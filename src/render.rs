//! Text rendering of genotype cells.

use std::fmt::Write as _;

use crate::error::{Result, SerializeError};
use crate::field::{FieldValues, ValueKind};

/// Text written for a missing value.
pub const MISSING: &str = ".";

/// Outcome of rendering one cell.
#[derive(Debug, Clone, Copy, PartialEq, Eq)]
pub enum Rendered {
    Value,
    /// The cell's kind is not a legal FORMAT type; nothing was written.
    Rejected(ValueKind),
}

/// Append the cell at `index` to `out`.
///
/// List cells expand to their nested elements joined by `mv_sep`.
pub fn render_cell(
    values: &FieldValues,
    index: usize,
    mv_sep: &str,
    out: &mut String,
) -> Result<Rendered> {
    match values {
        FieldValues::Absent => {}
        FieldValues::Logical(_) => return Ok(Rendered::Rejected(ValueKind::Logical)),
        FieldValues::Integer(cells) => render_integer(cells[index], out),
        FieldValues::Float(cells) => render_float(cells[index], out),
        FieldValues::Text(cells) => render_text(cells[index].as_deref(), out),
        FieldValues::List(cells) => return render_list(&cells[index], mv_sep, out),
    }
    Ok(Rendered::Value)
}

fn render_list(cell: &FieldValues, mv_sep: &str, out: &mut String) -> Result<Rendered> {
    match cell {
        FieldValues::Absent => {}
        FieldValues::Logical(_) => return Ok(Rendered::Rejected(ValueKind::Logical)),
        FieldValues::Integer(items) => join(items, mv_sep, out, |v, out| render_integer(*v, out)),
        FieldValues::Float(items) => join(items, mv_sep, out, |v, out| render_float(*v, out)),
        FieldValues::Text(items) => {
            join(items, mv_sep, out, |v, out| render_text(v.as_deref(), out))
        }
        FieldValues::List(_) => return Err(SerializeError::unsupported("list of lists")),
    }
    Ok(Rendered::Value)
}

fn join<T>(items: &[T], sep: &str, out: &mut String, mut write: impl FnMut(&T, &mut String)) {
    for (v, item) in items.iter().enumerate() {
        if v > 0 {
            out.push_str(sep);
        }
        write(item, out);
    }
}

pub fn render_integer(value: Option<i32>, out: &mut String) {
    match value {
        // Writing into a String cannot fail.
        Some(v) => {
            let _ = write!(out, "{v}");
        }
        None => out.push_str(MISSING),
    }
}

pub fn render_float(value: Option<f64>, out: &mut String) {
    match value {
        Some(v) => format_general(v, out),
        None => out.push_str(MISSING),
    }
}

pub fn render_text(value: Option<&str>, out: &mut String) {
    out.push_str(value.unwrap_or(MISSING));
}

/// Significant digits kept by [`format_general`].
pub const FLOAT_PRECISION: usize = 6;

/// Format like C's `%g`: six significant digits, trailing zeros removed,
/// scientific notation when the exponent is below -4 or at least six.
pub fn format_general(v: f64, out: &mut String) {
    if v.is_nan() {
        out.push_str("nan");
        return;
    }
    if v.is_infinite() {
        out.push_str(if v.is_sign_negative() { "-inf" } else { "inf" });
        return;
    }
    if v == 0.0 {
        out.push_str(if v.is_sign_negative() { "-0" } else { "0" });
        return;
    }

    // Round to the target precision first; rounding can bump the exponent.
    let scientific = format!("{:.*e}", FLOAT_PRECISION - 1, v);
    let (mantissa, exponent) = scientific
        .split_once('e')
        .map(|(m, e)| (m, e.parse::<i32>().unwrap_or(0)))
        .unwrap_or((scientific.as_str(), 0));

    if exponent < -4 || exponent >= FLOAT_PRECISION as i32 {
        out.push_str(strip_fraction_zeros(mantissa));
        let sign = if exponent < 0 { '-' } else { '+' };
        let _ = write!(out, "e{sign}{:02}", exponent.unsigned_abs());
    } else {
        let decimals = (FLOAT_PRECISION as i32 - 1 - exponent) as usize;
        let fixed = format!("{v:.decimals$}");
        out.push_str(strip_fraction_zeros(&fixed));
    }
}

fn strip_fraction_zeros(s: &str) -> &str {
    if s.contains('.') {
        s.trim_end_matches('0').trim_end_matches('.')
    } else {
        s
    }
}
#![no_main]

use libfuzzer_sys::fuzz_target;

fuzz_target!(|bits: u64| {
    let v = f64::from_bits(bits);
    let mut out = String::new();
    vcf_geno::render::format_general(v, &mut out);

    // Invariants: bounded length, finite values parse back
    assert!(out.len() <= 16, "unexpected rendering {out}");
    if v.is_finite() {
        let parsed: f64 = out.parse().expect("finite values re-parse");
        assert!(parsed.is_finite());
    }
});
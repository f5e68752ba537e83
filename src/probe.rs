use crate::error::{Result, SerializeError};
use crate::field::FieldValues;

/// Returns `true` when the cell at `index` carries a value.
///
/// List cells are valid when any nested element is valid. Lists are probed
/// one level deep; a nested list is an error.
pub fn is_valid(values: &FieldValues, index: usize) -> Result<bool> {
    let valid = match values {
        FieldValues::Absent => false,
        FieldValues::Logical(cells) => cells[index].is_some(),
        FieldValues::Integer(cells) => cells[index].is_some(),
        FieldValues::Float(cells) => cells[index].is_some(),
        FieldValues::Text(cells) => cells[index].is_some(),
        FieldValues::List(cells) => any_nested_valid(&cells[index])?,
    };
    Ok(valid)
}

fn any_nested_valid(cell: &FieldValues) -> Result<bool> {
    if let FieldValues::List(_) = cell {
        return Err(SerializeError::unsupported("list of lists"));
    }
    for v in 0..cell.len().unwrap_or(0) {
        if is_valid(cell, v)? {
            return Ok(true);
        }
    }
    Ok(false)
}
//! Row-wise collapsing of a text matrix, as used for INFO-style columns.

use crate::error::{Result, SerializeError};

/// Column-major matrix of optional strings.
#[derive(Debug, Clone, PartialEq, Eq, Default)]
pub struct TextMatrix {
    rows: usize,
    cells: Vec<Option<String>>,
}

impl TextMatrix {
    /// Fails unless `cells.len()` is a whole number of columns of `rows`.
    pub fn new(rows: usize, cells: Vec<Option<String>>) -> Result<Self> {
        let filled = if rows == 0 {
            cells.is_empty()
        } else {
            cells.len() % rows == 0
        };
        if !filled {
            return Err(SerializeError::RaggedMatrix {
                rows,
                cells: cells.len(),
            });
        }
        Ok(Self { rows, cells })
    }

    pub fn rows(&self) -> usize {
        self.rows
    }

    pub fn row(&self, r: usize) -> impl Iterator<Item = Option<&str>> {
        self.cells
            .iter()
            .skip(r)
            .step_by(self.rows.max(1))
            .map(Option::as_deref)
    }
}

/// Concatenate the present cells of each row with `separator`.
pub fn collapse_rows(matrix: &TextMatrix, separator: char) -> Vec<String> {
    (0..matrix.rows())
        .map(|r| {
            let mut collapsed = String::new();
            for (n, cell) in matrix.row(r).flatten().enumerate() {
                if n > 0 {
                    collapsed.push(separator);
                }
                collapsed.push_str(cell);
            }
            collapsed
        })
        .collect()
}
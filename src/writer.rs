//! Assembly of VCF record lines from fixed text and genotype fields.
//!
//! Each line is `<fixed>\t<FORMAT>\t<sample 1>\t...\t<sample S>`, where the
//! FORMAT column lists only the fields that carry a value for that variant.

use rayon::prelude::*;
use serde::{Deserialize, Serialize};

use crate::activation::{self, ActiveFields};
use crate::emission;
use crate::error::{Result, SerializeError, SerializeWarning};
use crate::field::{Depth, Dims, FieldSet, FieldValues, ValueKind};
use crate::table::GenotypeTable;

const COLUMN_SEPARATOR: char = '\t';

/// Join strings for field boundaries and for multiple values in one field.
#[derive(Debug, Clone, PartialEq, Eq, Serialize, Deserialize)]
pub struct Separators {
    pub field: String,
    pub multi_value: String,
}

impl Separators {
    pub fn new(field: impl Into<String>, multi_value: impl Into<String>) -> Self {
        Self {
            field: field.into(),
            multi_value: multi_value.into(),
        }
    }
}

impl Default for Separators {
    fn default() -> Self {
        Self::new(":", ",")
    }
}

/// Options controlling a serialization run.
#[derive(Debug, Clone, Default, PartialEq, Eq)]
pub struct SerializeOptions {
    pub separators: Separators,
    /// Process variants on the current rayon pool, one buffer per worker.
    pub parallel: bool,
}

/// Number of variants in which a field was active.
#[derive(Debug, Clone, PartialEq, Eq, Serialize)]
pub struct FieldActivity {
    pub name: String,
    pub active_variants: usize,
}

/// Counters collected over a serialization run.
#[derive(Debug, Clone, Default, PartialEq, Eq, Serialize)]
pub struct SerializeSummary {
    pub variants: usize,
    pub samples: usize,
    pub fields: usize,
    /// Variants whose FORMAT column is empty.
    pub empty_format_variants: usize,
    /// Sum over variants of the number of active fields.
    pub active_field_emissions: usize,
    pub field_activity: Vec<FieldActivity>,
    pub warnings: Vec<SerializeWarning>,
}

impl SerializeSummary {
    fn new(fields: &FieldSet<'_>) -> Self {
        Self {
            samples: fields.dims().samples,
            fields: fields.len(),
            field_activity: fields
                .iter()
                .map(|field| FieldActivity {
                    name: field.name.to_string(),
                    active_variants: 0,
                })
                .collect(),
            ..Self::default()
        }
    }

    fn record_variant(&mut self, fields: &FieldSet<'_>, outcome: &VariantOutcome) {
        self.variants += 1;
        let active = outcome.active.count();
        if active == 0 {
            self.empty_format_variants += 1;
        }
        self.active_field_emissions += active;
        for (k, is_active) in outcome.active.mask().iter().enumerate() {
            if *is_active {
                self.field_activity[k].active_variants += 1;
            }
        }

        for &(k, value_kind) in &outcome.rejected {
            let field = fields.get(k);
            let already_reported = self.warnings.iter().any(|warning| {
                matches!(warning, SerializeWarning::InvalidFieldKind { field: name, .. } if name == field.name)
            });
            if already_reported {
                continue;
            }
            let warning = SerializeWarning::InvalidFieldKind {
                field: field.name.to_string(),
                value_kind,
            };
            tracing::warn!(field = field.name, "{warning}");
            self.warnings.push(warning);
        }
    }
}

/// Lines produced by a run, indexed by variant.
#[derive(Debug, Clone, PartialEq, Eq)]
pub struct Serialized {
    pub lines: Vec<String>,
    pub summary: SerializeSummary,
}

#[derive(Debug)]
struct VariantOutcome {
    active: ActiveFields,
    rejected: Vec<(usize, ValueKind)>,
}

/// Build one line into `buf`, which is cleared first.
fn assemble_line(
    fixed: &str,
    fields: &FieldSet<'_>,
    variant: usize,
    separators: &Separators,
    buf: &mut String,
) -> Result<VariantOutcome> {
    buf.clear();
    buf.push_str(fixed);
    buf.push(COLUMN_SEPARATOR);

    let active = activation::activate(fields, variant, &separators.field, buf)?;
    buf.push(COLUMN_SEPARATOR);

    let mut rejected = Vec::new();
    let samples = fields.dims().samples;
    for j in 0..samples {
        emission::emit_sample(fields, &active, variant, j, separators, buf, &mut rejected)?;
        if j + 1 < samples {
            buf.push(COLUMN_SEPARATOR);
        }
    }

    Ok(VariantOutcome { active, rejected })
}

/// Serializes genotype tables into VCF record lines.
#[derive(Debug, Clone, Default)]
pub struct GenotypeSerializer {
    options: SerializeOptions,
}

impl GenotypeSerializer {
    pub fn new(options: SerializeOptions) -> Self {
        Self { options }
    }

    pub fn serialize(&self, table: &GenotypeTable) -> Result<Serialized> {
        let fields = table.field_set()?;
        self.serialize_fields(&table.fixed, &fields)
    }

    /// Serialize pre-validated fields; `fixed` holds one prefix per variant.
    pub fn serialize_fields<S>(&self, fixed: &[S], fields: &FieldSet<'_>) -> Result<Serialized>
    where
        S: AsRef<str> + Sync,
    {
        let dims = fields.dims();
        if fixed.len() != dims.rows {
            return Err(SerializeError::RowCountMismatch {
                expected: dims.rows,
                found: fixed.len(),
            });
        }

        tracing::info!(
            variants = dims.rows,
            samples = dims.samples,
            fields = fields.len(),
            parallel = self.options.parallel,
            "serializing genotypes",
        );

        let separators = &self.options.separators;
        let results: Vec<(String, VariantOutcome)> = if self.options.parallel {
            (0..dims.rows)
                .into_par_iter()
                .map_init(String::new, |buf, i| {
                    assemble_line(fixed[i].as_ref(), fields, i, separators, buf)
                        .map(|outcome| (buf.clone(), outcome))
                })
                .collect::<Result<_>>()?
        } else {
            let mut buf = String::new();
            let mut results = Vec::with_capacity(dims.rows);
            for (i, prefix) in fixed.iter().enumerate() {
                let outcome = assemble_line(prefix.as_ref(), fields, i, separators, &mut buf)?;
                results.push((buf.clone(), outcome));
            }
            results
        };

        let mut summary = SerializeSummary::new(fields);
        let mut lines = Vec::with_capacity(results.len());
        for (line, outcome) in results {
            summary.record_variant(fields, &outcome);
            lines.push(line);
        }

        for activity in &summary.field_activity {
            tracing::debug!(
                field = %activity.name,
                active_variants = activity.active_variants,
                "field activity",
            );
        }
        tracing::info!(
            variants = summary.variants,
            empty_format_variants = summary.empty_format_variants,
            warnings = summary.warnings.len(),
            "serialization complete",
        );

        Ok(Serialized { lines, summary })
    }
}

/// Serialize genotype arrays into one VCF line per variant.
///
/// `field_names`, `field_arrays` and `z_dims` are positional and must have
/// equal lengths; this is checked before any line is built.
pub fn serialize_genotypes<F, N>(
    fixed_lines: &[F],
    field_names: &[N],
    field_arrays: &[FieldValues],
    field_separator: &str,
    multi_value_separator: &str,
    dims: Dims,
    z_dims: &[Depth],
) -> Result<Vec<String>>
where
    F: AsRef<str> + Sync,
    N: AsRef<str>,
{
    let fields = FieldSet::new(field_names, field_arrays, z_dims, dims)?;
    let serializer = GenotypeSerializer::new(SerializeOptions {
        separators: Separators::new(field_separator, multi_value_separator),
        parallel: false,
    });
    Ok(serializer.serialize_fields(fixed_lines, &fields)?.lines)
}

+---+

_REQUIRED ACTION_: Restate the material word for word, but only from its first line through the line containing "pub const MISSING: &str".

_YOUR SOLUTION_:
filename src/render.rs
//! Text rendering of genotype cells.

use std::fmt::Write as _;

use crate::error::{Result, SerializeError};
use crate::field::{FieldValues, ValueKind};

/// Text written for a missing value.
pub const MISSING: &str = ".";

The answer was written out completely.